Finally, what do apostles do for the church?  Apostles are leaders on a mission.  They keep the Church always moving forward, never standing still.  In the gospels, the twelve are at first, commonly referred to as disciples then later as apostles.  What is the difference?  Disciple means that one is a follower or student.  Apostle describes one who is sent on a mission, to act in the sender’s authority, as their representative, and to accomplish what they are sent to do.  An apostle does not cease to be a disciple.  In fact, being an apostle intensifies one’s discipleship.  If you are sent as an apostle, you are not sent to fulfill your own purpose and mission, no, you are sent to fulfill God’s mission.  That means you are all the more bound to follow God’s lead. (Luke 6:12-13; Mark 6:6-13, 30-31; Matt 10:1-5)

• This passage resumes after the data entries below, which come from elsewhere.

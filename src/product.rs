// SPDX-License-Identifier: AGPL-3.0-or-later
//
// Copyright (C) 2025 Daniel Negri
//
// This program is free software: you can redistribute it and/or modify
// it under the terms of the GNU Affero General Public License as published by
// the Free Software Foundation, either version 3 of the License, or
// (at your option) any later version.
//
// This program is distributed in the hope that it will be useful,
// but WITHOUT ANY WARRANTY; without even the implied warranty of
// MERCHANTABILITY or FITNESS FOR A PARTICULAR PURPOSE. See the
// GNU Affero General Public License for more details.
//
// You should have received a copy of the GNU Affero General Public License
// along with this program. If not, see <https://www.gnu.org/licenses/>.

//! Inventory management.
//!
//! A [`Product`] is a sellable item with a price and a unit count.
//! Stock is a `u32`, so it is non-negative by construction; every
//! decrement validates against the current count first. Products are
//! created by admins and never deleted.

use crate::base::ProductId;
use crate::error::StoreError;
use parking_lot::{Mutex, MutexGuard};
use rust_decimal::Decimal;
use serde::{Deserialize, Serialize};

/// Validated input for creating a product.
#[derive(Debug, Clone)]
pub struct NewProduct {
    pub name: String,
    pub category: String,
    pub price: Decimal,
    pub description: Option<String>,
    pub stock: u32,
}

impl NewProduct {
    pub fn new(
        name: String,
        category: String,
        price: Decimal,
        description: Option<String>,
        stock: i64,
    ) -> Result<Self, StoreError> {
        if name.is_empty() {
            return Err(StoreError::MissingField("name"));
        }
        if category.is_empty() {
            return Err(StoreError::MissingField("category"));
        }
        if price < Decimal::ZERO {
            return Err(StoreError::InvalidPrice);
        }
        if stock < 0 || stock > u32::MAX as i64 {
            return Err(StoreError::InvalidStock);
        }
        Ok(Self {
            name,
            category,
            price,
            description,
            stock: stock as u32,
        })
    }
}

/// Allow-listed partial update for a product.
///
/// Unknown fields are rejected at deserialization; the id cannot be touched.
#[derive(Debug, Clone, Default, Deserialize)]
#[serde(deny_unknown_fields)]
pub struct ProductUpdate {
    pub name: Option<String>,
    pub category: Option<String>,
    pub price: Option<Decimal>,
    pub description: Option<String>,
    pub stock: Option<i64>,
}

impl ProductUpdate {
    /// Field validation, separated from application so callers can check
    /// the whole update before touching any state (e.g. before a rename
    /// claims the name index).
    pub fn validate(&self) -> Result<(), StoreError> {
        if let Some(name) = &self.name {
            if name.is_empty() {
                return Err(StoreError::MissingField("name"));
            }
        }
        if let Some(price) = self.price {
            if price < Decimal::ZERO {
                return Err(StoreError::InvalidPrice);
            }
        }
        if let Some(stock) = self.stock {
            if stock < 0 || stock > u32::MAX as i64 {
                return Err(StoreError::InvalidStock);
            }
        }
        Ok(())
    }
}

/// Serializable view of a product.
#[derive(Debug, Clone, Serialize)]
pub struct ProductSnapshot {
    pub id: ProductId,
    pub name: String,
    pub category: String,
    pub price: Decimal,
    pub description: Option<String>,
    pub stock: u32,
}

#[derive(Debug)]
pub(crate) struct ProductData {
    id: ProductId,
    name: String,
    category: String,
    price: Decimal,
    description: Option<String>,
    stock: u32,
}

impl ProductData {
    fn assert_invariants(&self) {
        debug_assert!(
            self.price >= Decimal::ZERO,
            "Invariant violated: price went negative: {}",
            self.price
        );
    }

    pub(crate) fn name(&self) -> &str {
        &self.name
    }

    pub(crate) fn price(&self) -> Decimal {
        self.price
    }

    pub(crate) fn stock(&self) -> u32 {
        self.stock
    }

    /// Removes one unit for a purchase. Returns the remaining stock.
    pub(crate) fn take_unit(&mut self) -> Result<u32, StoreError> {
        if self.stock == 0 {
            return Err(StoreError::OutOfStock);
        }
        self.stock -= 1;
        self.assert_invariants();
        Ok(self.stock)
    }

    /// Removes `quantity` units (manual inventory adjustment). Returns the
    /// remaining stock.
    pub(crate) fn remove_stock(&mut self, quantity: i64) -> Result<u32, StoreError> {
        if quantity <= 0 {
            return Err(StoreError::InvalidQuantity);
        }
        if quantity > self.stock as i64 {
            return Err(StoreError::NotEnoughStock);
        }
        self.stock -= quantity as u32;
        self.assert_invariants();
        Ok(self.stock)
    }

    /// Applies an allow-listed update. Validation runs before any field is
    /// written, so a rejected update changes nothing.
    pub(crate) fn apply_update(&mut self, update: &ProductUpdate) -> Result<(), StoreError> {
        update.validate()?;

        if let Some(name) = &update.name {
            self.name = name.clone();
        }
        if let Some(category) = &update.category {
            self.category = category.clone();
        }
        if let Some(price) = update.price {
            self.price = price;
        }
        if let Some(description) = &update.description {
            self.description = Some(description.clone());
        }
        if let Some(stock) = update.stock {
            self.stock = stock as u32;
        }
        self.assert_invariants();
        Ok(())
    }

    fn snapshot(&self) -> ProductSnapshot {
        ProductSnapshot {
            id: self.id,
            name: self.name.clone(),
            category: self.category.clone(),
            price: self.price,
            description: self.description.clone(),
            stock: self.stock,
        }
    }
}

/// Catalog product with an interior row lock.
#[derive(Debug)]
pub struct Product {
    inner: Mutex<ProductData>,
}

impl Product {
    pub fn new(id: ProductId, new: NewProduct) -> Self {
        Self {
            inner: Mutex::new(ProductData {
                id,
                name: new.name,
                category: new.category,
                price: new.price,
                description: new.description,
                stock: new.stock,
            }),
        }
    }

    pub fn id(&self) -> ProductId {
        self.inner.lock().id
    }

    pub fn name(&self) -> String {
        self.inner.lock().name.clone()
    }

    pub fn price(&self) -> Decimal {
        self.inner.lock().price
    }

    pub fn stock(&self) -> u32 {
        self.inner.lock().stock
    }

    pub fn remove_stock(&self, quantity: i64) -> Result<u32, StoreError> {
        self.inner.lock().remove_stock(quantity)
    }

    pub fn snapshot(&self) -> ProductSnapshot {
        self.inner.lock().snapshot()
    }

    /// Row lock for multi-entity operations (the purchase path). Lock order
    /// across entities is account before product.
    pub(crate) fn lock(&self) -> MutexGuard<'_, ProductData> {
        self.inner.lock()
    }
}
// SPDX-License-Identifier: AGPL-3.0-or-later
//
// Copyright (C) 2025 Daniel Negri
//
// This program is free software: you can redistribute it and/or modify
// it under the terms of the GNU Affero General Public License as published by
// the Free Software Foundation, either version 3 of the License, or
// (at your option) any later version.
//
// This program is distributed in the hope that it will be useful,
// but WITHOUT ANY WARRANTY; without even the implied warranty of
// MERCHANTABILITY or FITNESS FOR A PARTICULAR PURPOSE. See the
// GNU Affero General Public License for more details.
//
// You should have received a copy of the GNU Affero General Public License
// along with this program. If not, see <https://www.gnu.org/licenses/>.

//! Session-based authentication.
//!
//! Login mints an opaque token mapped to an [`AuthContext`]; the context is
//! resolved once per request and passed into handlers by value. There is no
//! process-wide mutable session state beyond this table, and no secondary
//! identity path (e.g. a plain username header).

use crate::base::{AccountId, Role};
use crate::error::StoreError;
use crate::store::Store;
use dashmap::DashMap;
use uuid::Uuid;

/// Authenticated identity for one request.
#[derive(Debug, Clone, PartialEq, Eq)]
pub struct AuthContext {
    pub account_id: AccountId,
    pub username: String,
    pub role: Role,
}

impl AuthContext {
    pub fn is_admin(&self) -> bool {
        self.role == Role::Admin
    }

    /// Caller must hold exactly this role.
    pub fn require_role(&self, role: Role) -> Result<(), StoreError> {
        if self.role == role {
            Ok(())
        } else {
            Err(StoreError::AccessDenied)
        }
    }

    /// Caller must be the named account.
    pub fn require_self(&self, id: AccountId) -> Result<(), StoreError> {
        if self.account_id == id {
            Ok(())
        } else {
            Err(StoreError::AccessDenied)
        }
    }

    /// Caller must be the named account or an admin.
    pub fn require_self_or_admin(&self, id: AccountId) -> Result<(), StoreError> {
        if self.account_id == id || self.is_admin() {
            Ok(())
        } else {
            Err(StoreError::AccessDenied)
        }
    }
}

/// Server-side session table keyed by opaque v4 tokens.
#[derive(Debug, Default)]
pub struct SessionStore {
    sessions: DashMap<Uuid, AuthContext>,
}

impl SessionStore {
    pub fn new() -> Self {
        Self {
            sessions: DashMap::new(),
        }
    }

    /// Verifies credentials against the store and establishes a session.
    pub fn login(
        &self,
        store: &Store,
        username: &str,
        password: &str,
    ) -> Result<(Uuid, AuthContext), StoreError> {
        let context = store.verify_credentials(username, password)?;
        let token = Uuid::new_v4();
        self.sessions.insert(token, context.clone());
        Ok((token, context))
    }

    /// Revokes a session. Returns whether a session existed.
    pub fn logout(&self, token: &Uuid) -> bool {
        self.sessions.remove(token).is_some()
    }

    /// Revokes every session belonging to one account. Tokens must not
    /// outlive the account they authenticate.
    pub fn revoke_account(&self, account_id: AccountId) {
        self.sessions.retain(|_, context| context.account_id != account_id);
    }

    /// Resolves a token to its identity, if the session is live.
    pub fn resolve(&self, token: &Uuid) -> Option<AuthContext> {
        self.sessions.get(token).map(|entry| entry.value().clone())
    }
}
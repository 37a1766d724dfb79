// SPDX-License-Identifier: AGPL-3.0-or-later
//
// Copyright (C) 2025 Daniel Negri
//
// This program is free software: you can redistribute it and/or modify
// it under the terms of the GNU Affero General Public License as published by
// the Free Software Foundation, either version 3 of the License, or
// (at your option) any later version.
//
// This program is distributed in the hope that it will be useful,
// but WITHOUT ANY WARRANTY; without even the implied warranty of
// MERCHANTABILITY or FITNESS FOR A PARTICULAR PURPOSE. See the
// GNU Affero General Public License for more details.
//
// You should have received a copy of the GNU Affero General Public License
// along with this program. If not, see <https://www.gnu.org/licenses/>.

//! Account management.
//!
//! An [`Account`] is a customer or admin identity with a wallet balance.
//! The wallet never goes negative: every mutation validates first and
//! asserts the invariant after.

use crate::base::{AccountId, Role};
use crate::error::StoreError;
use parking_lot::{Mutex, MutexGuard};
use rust_decimal::Decimal;
use serde::{Deserialize, Serialize};

/// Registration accepts ages 0..=120; profile updates accept 1..=149
/// (original service behavior, kept as-is).
const MAX_REGISTRATION_AGE: i64 = 120;
const MAX_UPDATE_AGE: i64 = 149;

/// Profile fields that travel together. Everything here is updatable
/// after creation; identity, credentials, wallet, and role are not.
#[derive(Debug, Clone, Serialize)]
pub struct Profile {
    pub full_name: String,
    pub age: u8,
    pub address: String,
    pub gender: String,
    pub marital_status: String,
}

/// Validated registration input. Construction is the only path into the
/// accounts table, so field checks happen exactly once, here.
#[derive(Debug, Clone)]
pub struct NewCustomer {
    pub username: String,
    pub password: String,
    pub profile: Profile,
}

impl NewCustomer {
    pub fn new(
        username: String,
        password: String,
        full_name: String,
        age: i64,
        address: String,
        gender: String,
        marital_status: String,
    ) -> Result<Self, StoreError> {
        if username.is_empty() {
            return Err(StoreError::MissingField("username"));
        }
        if password.is_empty() {
            return Err(StoreError::MissingField("password"));
        }
        if !(0..=MAX_REGISTRATION_AGE).contains(&age) {
            return Err(StoreError::InvalidAge);
        }
        Ok(Self {
            username,
            password,
            profile: Profile {
                full_name,
                age: age as u8,
                address,
                gender,
                marital_status,
            },
        })
    }
}

/// Allow-listed partial update for an account profile.
///
/// Unknown fields are rejected at deserialization; id, username, password,
/// wallet, and role are deliberately absent so no request payload can
/// reach them.
#[derive(Debug, Clone, Default, Deserialize)]
#[serde(deny_unknown_fields)]
pub struct ProfileUpdate {
    pub full_name: Option<String>,
    pub age: Option<i64>,
    pub address: Option<String>,
    pub gender: Option<String>,
    pub marital_status: Option<String>,
}

/// Serializable view of an account, wallet rounded for display.
#[derive(Debug, Clone, PartialEq, Serialize)]
pub struct AccountSnapshot {
    pub id: AccountId,
    pub username: String,
    pub full_name: String,
    pub wallet: Decimal,
    pub age: u8,
    pub address: String,
    pub gender: String,
    pub marital_status: String,
    pub role: Role,
}

#[derive(Debug)]
pub(crate) struct AccountData {
    id: AccountId,
    username: String,
    password: String,
    profile: Profile,
    wallet: Decimal,
    role: Role,
}

impl AccountData {
    fn assert_invariants(&self) {
        debug_assert!(
            self.wallet >= Decimal::ZERO,
            "Invariant violated: wallet went negative: {}",
            self.wallet
        );
    }

    pub(crate) fn id(&self) -> AccountId {
        self.id
    }

    pub(crate) fn role(&self) -> Role {
        self.role
    }

    pub(crate) fn wallet(&self) -> Decimal {
        self.wallet
    }

    /// Increases the wallet balance. Returns the new balance.
    pub(crate) fn credit(&mut self, amount: Decimal) -> Result<Decimal, StoreError> {
        if amount <= Decimal::ZERO {
            return Err(StoreError::InvalidAmount);
        }
        self.wallet += amount;
        self.assert_invariants();
        Ok(self.wallet)
    }

    /// Decreases the wallet balance. Returns the new balance.
    pub(crate) fn debit(&mut self, amount: Decimal) -> Result<Decimal, StoreError> {
        if amount <= Decimal::ZERO {
            return Err(StoreError::InvalidAmount);
        }
        if self.wallet < amount {
            return Err(StoreError::InsufficientFunds);
        }
        self.wallet -= amount;
        self.assert_invariants();
        Ok(self.wallet)
    }

    /// Applies an allow-listed profile update. All fields are validated
    /// before any of them is written, so a rejected update changes nothing.
    pub(crate) fn apply_update(&mut self, update: &ProfileUpdate) -> Result<(), StoreError> {
        if let Some(age) = update.age {
            if !(1..=MAX_UPDATE_AGE).contains(&age) {
                return Err(StoreError::InvalidAge);
            }
        }

        if let Some(full_name) = &update.full_name {
            self.profile.full_name = full_name.clone();
        }
        if let Some(age) = update.age {
            self.profile.age = age as u8;
        }
        if let Some(address) = &update.address {
            self.profile.address = address.clone();
        }
        if let Some(gender) = &update.gender {
            self.profile.gender = gender.clone();
        }
        if let Some(marital_status) = &update.marital_status {
            self.profile.marital_status = marital_status.clone();
        }
        Ok(())
    }

    fn snapshot(&self) -> AccountSnapshot {
        AccountSnapshot {
            id: self.id,
            username: self.username.clone(),
            full_name: self.profile.full_name.clone(),
            wallet: self.wallet.round_dp(Account::MONEY_PRECISION),
            age: self.profile.age,
            address: self.profile.address.clone(),
            gender: self.profile.gender.clone(),
            marital_status: self.profile.marital_status.clone(),
            role: self.role,
        }
    }
}

/// Store account with an interior row lock.
#[derive(Debug)]
pub struct Account {
    inner: Mutex<AccountData>,
}

impl Account {
    const MONEY_PRECISION: u32 = 2;

    pub fn new(
        id: AccountId,
        username: String,
        password: String,
        profile: Profile,
        role: Role,
        wallet: Decimal,
    ) -> Self {
        Self {
            inner: Mutex::new(AccountData {
                id,
                username,
                password,
                profile,
                wallet,
                role,
            }),
        }
    }

    pub fn id(&self) -> AccountId {
        self.inner.lock().id
    }

    pub fn username(&self) -> String {
        self.inner.lock().username.clone()
    }

    pub fn role(&self) -> Role {
        self.inner.lock().role
    }

    pub fn wallet(&self) -> Decimal {
        self.inner.lock().wallet
    }

    /// Plain credential comparison; hashing is out of scope for this service.
    pub fn verify_password(&self, candidate: &str) -> bool {
        self.inner.lock().password == candidate
    }

    pub fn credit(&self, amount: Decimal) -> Result<Decimal, StoreError> {
        self.inner.lock().credit(amount)
    }

    pub fn debit(&self, amount: Decimal) -> Result<Decimal, StoreError> {
        self.inner.lock().debit(amount)
    }

    pub fn apply_update(&self, update: &ProfileUpdate) -> Result<(), StoreError> {
        self.inner.lock().apply_update(update)
    }

    pub fn snapshot(&self) -> AccountSnapshot {
        self.inner.lock().snapshot()
    }

    /// Row lock for multi-entity operations (the purchase path). Lock order
    /// across entities is account before product.
    pub(crate) fn lock(&self) -> MutexGuard<'_, AccountData> {
        self.inner.lock()
    }
}
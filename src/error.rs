// SPDX-License-Identifier: AGPL-3.0-or-later
//
// Copyright (C) 2025 Daniel Negri
//
// This program is free software: you can redistribute it and/or modify
// it under the terms of the GNU Affero General Public License as published by
// the Free Software Foundation, either version 3 of the License, or
// (at your option) any later version.
//
// This program is distributed in the hope that it will be useful,
// but WITHOUT ANY WARRANTY; without even the implied warranty of
// MERCHANTABILITY or FITNESS FOR A PARTICULAR PURPOSE. See the
// GNU Affero General Public License for more details.
//
// You should have received a copy of the GNU Affero General Public License
// along with this program. If not, see <https://www.gnu.org/licenses/>.

//! Error types for store operations.
//!
//! The HTTP status mapping lives at the API boundary (`server` module);
//! this enum only distinguishes the failure kinds.

use thiserror::Error;

/// Store operation errors.
#[derive(Error, Debug, Clone, PartialEq, Eq)]
pub enum StoreError {
    /// No session established for the request
    #[error("authentication required")]
    AuthenticationRequired,

    /// Unknown username or wrong password at login
    #[error("invalid username or password")]
    InvalidCredentials,

    /// Wrong role or wrong owner for the operation
    #[error("access denied")]
    AccessDenied,

    /// Authors may not flag their own reviews
    #[error("you cannot flag your own review")]
    CannotFlagOwnReview,

    /// No matching customer account
    #[error("customer not found")]
    CustomerNotFound,

    /// No matching product
    #[error("product not found")]
    ProductNotFound,

    /// No matching review
    #[error("review not found")]
    ReviewNotFound,

    /// A required field is absent from the request
    #[error("{0} is required")]
    MissingField(&'static str),

    /// Age outside the accepted range
    #[error("invalid age")]
    InvalidAge,

    /// Wallet amount is zero, negative, or not a number
    #[error("invalid amount (must be positive)")]
    InvalidAmount,

    /// Price must be non-negative
    #[error("price must be a non-negative number")]
    InvalidPrice,

    /// Stock must be a non-negative integer
    #[error("stock must be a non-negative integer")]
    InvalidStock,

    /// Stock adjustment quantity is zero or negative
    #[error("quantity must be a positive integer")]
    InvalidQuantity,

    /// Rating outside 1..=5
    #[error("invalid rating (must be an integer from 1 to 5)")]
    InvalidRating,

    /// Username is already registered
    #[error("username already exists")]
    UsernameTaken,

    /// Product name is already in the catalog
    #[error("product name already exists")]
    ProductNameTaken,

    /// Purchase or deduction exceeds the wallet balance
    #[error("insufficient wallet balance")]
    InsufficientFunds,

    /// Purchase attempted against a product with zero stock
    #[error("product out of stock")]
    OutOfStock,

    /// Manual stock deduction exceeds the units on hand
    #[error("not enough stock available")]
    NotEnoughStock,
}
pub mod daily;
pub mod day_type;
pub mod hourly;
pub mod weather;

pub use daily::{DailyField, DailyRecord};
pub use day_type::DayType;
pub use hourly::HourlyRecord;
pub use weather::WeatherSituation;

use std::fmt::Debug;
use std::hash::Hash;

/// Rows of a base table: a uniqueness key plus an exact-match fingerprint.
pub trait TableRecord: Clone {
    type Key: Hash + Eq + Clone + Debug;
    type Fingerprint: Hash + Eq;

    fn key(&self) -> Self::Key;

    fn fingerprint(&self) -> Self::Fingerprint;
}
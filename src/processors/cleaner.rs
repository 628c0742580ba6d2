use crate::error::Result;
use crate::models::{DailyRecord, HourlyRecord};
use crate::processors::integrity_checker::{CleaningReport, IntegrityChecker};
use crate::processors::preprocessor::Preprocessor;
use crate::readers::{RawDailyRow, RawHourlyRow};
use crate::utils::constants::{DAILY_SOURCE_NAME, HOURLY_SOURCE_NAME};
use tracing::{debug, info};

/// A cleaned base table together with how it was obtained.
#[derive(Debug, Clone)]
pub struct CleanedTable<T> {
    pub records: Vec<T>,
    pub report: CleaningReport,
}

/// Runs preprocessing followed by duplicate removal for each source.
pub struct Cleaner {
    preprocessor: Preprocessor,
    checker: IntegrityChecker,
}

impl Cleaner {
    pub fn new(date_format: &str) -> Self {
        Self {
            preprocessor: Preprocessor::new(date_format),
            checker: IntegrityChecker::new(),
        }
    }

    pub fn clean_daily(&self, rows: &[RawDailyRow]) -> Result<CleanedTable<DailyRecord>> {
        let preprocessed = self.preprocessor.preprocess_daily(rows)?;
        debug!(
            incomplete = preprocessed.incomplete_rows,
            "Daily rows preprocessed"
        );

        let deduplicated = self
            .checker
            .deduplicate(DAILY_SOURCE_NAME, preprocessed.records);

        let report = CleaningReport {
            rows_read: preprocessed.rows_read,
            incomplete_rows: preprocessed.incomplete_rows,
            exact_duplicates: deduplicated.exact_duplicates,
            key_conflicts: deduplicated.key_conflicts,
            out_of_range_rows: self.checker.count_out_of_range(&deduplicated.records),
            rows_retained: deduplicated.records.len(),
            ..CleaningReport::new(DAILY_SOURCE_NAME)
        };
        info!(
            source = DAILY_SOURCE_NAME,
            retained = report.rows_retained,
            dropped = report.rows_dropped(),
            "Source cleaned"
        );

        Ok(CleanedTable {
            records: deduplicated.records,
            report,
        })
    }

    pub fn clean_hourly(&self, rows: &[RawHourlyRow]) -> Result<CleanedTable<HourlyRecord>> {
        let preprocessed = self.preprocessor.preprocess_hourly(rows)?;
        debug!(
            incomplete = preprocessed.incomplete_rows,
            "Hourly rows preprocessed"
        );

        let deduplicated = self
            .checker
            .deduplicate(HOURLY_SOURCE_NAME, preprocessed.records);

        let report = CleaningReport {
            rows_read: preprocessed.rows_read,
            incomplete_rows: preprocessed.incomplete_rows,
            exact_duplicates: deduplicated.exact_duplicates,
            key_conflicts: deduplicated.key_conflicts,
            rows_retained: deduplicated.records.len(),
            ..CleaningReport::new(HOURLY_SOURCE_NAME)
        };
        info!(
            source = HOURLY_SOURCE_NAME,
            retained = report.rows_retained,
            dropped = report.rows_dropped(),
            "Source cleaned"
        );

        Ok(CleanedTable {
            records: deduplicated.records,
            report,
        })
    }
}

#[cfg(test)]
mod tests {
    use super::*;
    use pretty_assertions::assert_eq;

    fn raw_daily(date: &str, cnt: Option<u32>) -> RawDailyRow {
        RawDailyRow {
            incomplete: false,
            date: Some(date.to_string()),
            temperature_norm: Some(0.34),
            feels_like_norm: Some(0.36),
            humidity_norm: Some(0.80),
            windspeed_norm: Some(0.16),
            weather_situation: Some(1),
            rental_count: cnt,
        }
    }

    fn raw_hourly(hour: u8, cnt: Option<u32>) -> RawHourlyRow {
        RawHourlyRow {
            incomplete: false,
            date: Some("2011-01-01".to_string()),
            hour: Some(hour),
            working_day: Some(0),
            rental_count: cnt,
        }
    }

    #[test]
    fn test_clean_daily_report() -> Result<()> {
        let rows = vec![
            raw_daily("2011-01-01", Some(985)),
            raw_daily("2011-01-01", Some(985)),
            raw_daily("2011-01-02", None),
            raw_daily("2011-01-03", Some(1349)),
        ];

        let cleaned = Cleaner::new("%Y-%m-%d").clean_daily(&rows)?;

        assert_eq!(cleaned.records.len(), 2);
        assert_eq!(cleaned.report.rows_read, 4);
        assert_eq!(cleaned.report.incomplete_rows, 1);
        assert_eq!(cleaned.report.exact_duplicates, 1);
        assert_eq!(cleaned.report.rows_retained, 2);
        Ok(())
    }

    #[test]
    fn test_cleaning_is_idempotent() -> Result<()> {
        let cleaner = Cleaner::new("%Y-%m-%d");
        let rows = vec![
            raw_hourly(0, Some(16)),
            raw_hourly(0, Some(16)),
            raw_hourly(1, None),
            raw_hourly(2, Some(32)),
            raw_hourly(2, Some(33)),
        ];

        let once = cleaner.clean_hourly(&rows)?;
        let round_trip: Vec<RawHourlyRow> = once
            .records
            .iter()
            .map(|r| RawHourlyRow::from_record(r, "%Y-%m-%d"))
            .collect();
        let twice = cleaner.clean_hourly(&round_trip)?;

        assert_eq!(once.records, twice.records);
        assert_eq!(twice.report.rows_dropped(), 0);
        Ok(())
    }

    #[test]
    fn test_daily_cleaning_is_idempotent() -> Result<()> {
        let cleaner = Cleaner::new("%Y-%m-%d");
        let rows = vec![
            raw_daily("2011-01-01", Some(985)),
            raw_daily("2011-01-01", Some(985)),
            raw_daily("2011-01-02", Some(801)),
        ];

        let once = cleaner.clean_daily(&rows)?;
        let round_trip: Vec<RawDailyRow> = once
            .records
            .iter()
            .map(|r| RawDailyRow::from_record(r, "%Y-%m-%d"))
            .collect();
        let twice = cleaner.clean_daily(&round_trip)?;

        assert_eq!(once.records, twice.records);
        Ok(())
    }
}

Before Jesus ascended to heaven he asserted a general mission that he passed to the apostles.  The Great Commission, as it is called, is a powerful calling to Go, make disciples.  Mark tells us that we are to preach the gospel throughout the earth.  Jesus put the keys of the kingdom of God into the apostles’ hands and sent them to open the way into it.  The book of Acts starts on the ground of Jesus sending forth the apostles into every part of the world as his witnesses.  The apostolic gift is a gift of mission focus.  It is a gift like the work of a lead dog on a sled team.  What happens to the Church if we lack the missional leadership?  Well, we may just stall out.  We may become a group that simply maintains traditions religiously.  Sadly, this may translate to being a lifeless religion, a form of godliness, without power.  Many organizations that lose sight of their original mission try to maintain their existence by adopting a new mission.  The problem for us as the Church is that we didn’t form ourselves or choose our mission.  The apostolic gift presses us to maintain the mission assigned by our savior, Jesus.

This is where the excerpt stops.